▶ _GOAL OF THE EXERCISE_: Transcribe exactly each line of the entries, from the opening line to the line with "pub fn texture_key(name: &str)", with both of those lines included.

[Collected data entries]

● ● ●

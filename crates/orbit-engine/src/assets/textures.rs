//! Texture cache keyed by normalized planet name.
//!
//! The page does the actual image loading. The core hands out numeric slots,
//! asks for each key once, and records whether the image arrived or a
//! procedural fallback had to be synthesised. Entries outlive room switches.

use std::collections::HashMap;

use serde::Serialize;

use crate::core::rng::Rng;

/// Lower-case the name and drop everything that is not ASCII alphanumeric.
pub fn texture_key(name: &str) -> String {
    name.chars()
        .filter(|c| c.is_ascii_alphanumeric())
        .map(|c| c.to_ascii_lowercase())
        .collect()
}

/// One soft light or dark blotch on a fallback texture.
#[derive(Debug, Clone, PartialEq, Serialize)]
pub struct Blob {
    /// Offset from the texture centre in pixels.
    pub x: f32,
    pub y: f32,
    pub radius: f32,
    pub alpha: f32,
    pub light: bool,
}

/// Procedural planet texture: a radial palette gradient overlaid with blobs.
/// Serialized for the page, which paints it.
#[derive(Debug, Clone, PartialEq, Serialize)]
pub struct ProceduralTexture {
    /// Square canvas edge in pixels.
    pub size: u32,
    pub radius: f32,
    pub palette: u32,
    pub blobs: Vec<Blob>,
}

impl ProceduralTexture {
    const BLOBS: usize = 120;

    pub fn generate(radius: f32, palette: u32, seed: u32) -> Self {
        let mut rng = Rng::new(seed as u64);
        let blobs = (0..Self::BLOBS)
            .map(|_| {
                let r = radius * rng.range(0.05, 0.30);
                let alpha = rng.range(0.10, 0.35);
                let angle = rng.angle();
                let dist = rng.next_f32() * radius * 0.7;
                Blob {
                    x: angle.cos() * dist,
                    y: angle.sin() * dist,
                    radius: r,
                    alpha,
                    light: rng.chance(0.5),
                }
            })
            .collect();
        Self {
            size: (radius * 2.0).ceil() as u32,
            radius,
            palette,
            blobs,
        }
    }
}

/// Resolution state of one texture slot.
#[derive(Debug, Clone, PartialEq)]
pub enum TextureState {
    /// Requested, no answer yet. Targets render without a texture.
    Pending,
    /// Image loaded by the page into its own slot table.
    Image { slot: u32 },
    Fallback(ProceduralTexture),
}

impl TextureState {
    /// Wire code: 0 pending, 1 image, 2 fallback.
    pub fn code(&self) -> f32 {
        match self {
            TextureState::Pending => 0.0,
            TextureState::Image { .. } => 1.0,
            TextureState::Fallback(_) => 2.0,
        }
    }
}

#[derive(Debug, Clone)]
struct TextureEntry {
    key: String,
    state: TextureState,
}

#[derive(Debug, Default)]
pub struct TextureCache {
    entries: Vec<TextureEntry>,
    by_key: HashMap<String, u32>,
}

impl TextureCache {
    pub fn new() -> Self {
        Self::default()
    }

    /// Slot for `key`. The flag is true only the first time a key is seen,
    /// which is when the page should start loading it.
    pub fn request(&mut self, key: &str) -> (u32, bool) {
        if let Some(&id) = self.by_key.get(key) {
            return (id, false);
        }
        let id = self.entries.len() as u32;
        self.entries.push(TextureEntry {
            key: key.to_string(),
            state: TextureState::Pending,
        });
        self.by_key.insert(key.to_string(), id);
        (id, true)
    }

    pub fn id_of(&self, key: &str) -> Option<u32> {
        self.by_key.get(key).copied()
    }

    pub fn key(&self, id: u32) -> Option<&str> {
        self.entries.get(id as usize).map(|e| e.key.as_str())
    }

    pub fn state(&self, id: u32) -> Option<&TextureState> {
        self.entries.get(id as usize).map(|e| &e.state)
    }

    /// Record a loaded image. Ignored for unknown ids or already resolved slots.
    pub fn resolve_loaded(&mut self, id: u32, slot: u32) -> bool {
        match self.entries.get_mut(id as usize) {
            Some(entry) if entry.state == TextureState::Pending => {
                entry.state = TextureState::Image { slot };
                true
            }
            _ => false,
        }
    }

    /// Record a failed load and store the fallback in its place.
    pub fn resolve_failed(&mut self, id: u32, fallback: ProceduralTexture) -> bool {
        match self.entries.get_mut(id as usize) {
            Some(entry) if entry.state == TextureState::Pending => {
                log::warn!("texture '{}' failed to load, using procedural fallback", entry.key);
                entry.state = TextureState::Fallback(fallback);
                true
            }
            _ => false,
        }
    }

    /// JSON description of a fallback texture, for the page to paint.
    pub fn fallback_json(&self, id: u32) -> Option<String> {
        match self.state(id)? {
            TextureState::Fallback(tex) => serde_json::to_string(tex).ok(),
            _ => None,
        }
    }

    pub fn len(&self) -> usize {
        self.entries.len()
    }

    pub fn is_empty(&self) -> bool {
        self.entries.is_empty()
    }
}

● ● ●

▶ _ANSWER SECTION_:
filename crates/orbit-engine/src/assets/textures.rs
//! Texture cache keyed by normalized planet name.
//!
//! The page does the actual image loading. The core hands out numeric slots,
//! asks for each key once, and records whether the image arrived or a
//! procedural fallback had to be synthesised. Entries outlive room switches.

use std::collections::HashMap;

use serde::Serialize;

use crate::core::rng::Rng;

/// Lower-case the name and drop everything that is not ASCII alphanumeric.
pub fn texture_key(name: &str) -> String {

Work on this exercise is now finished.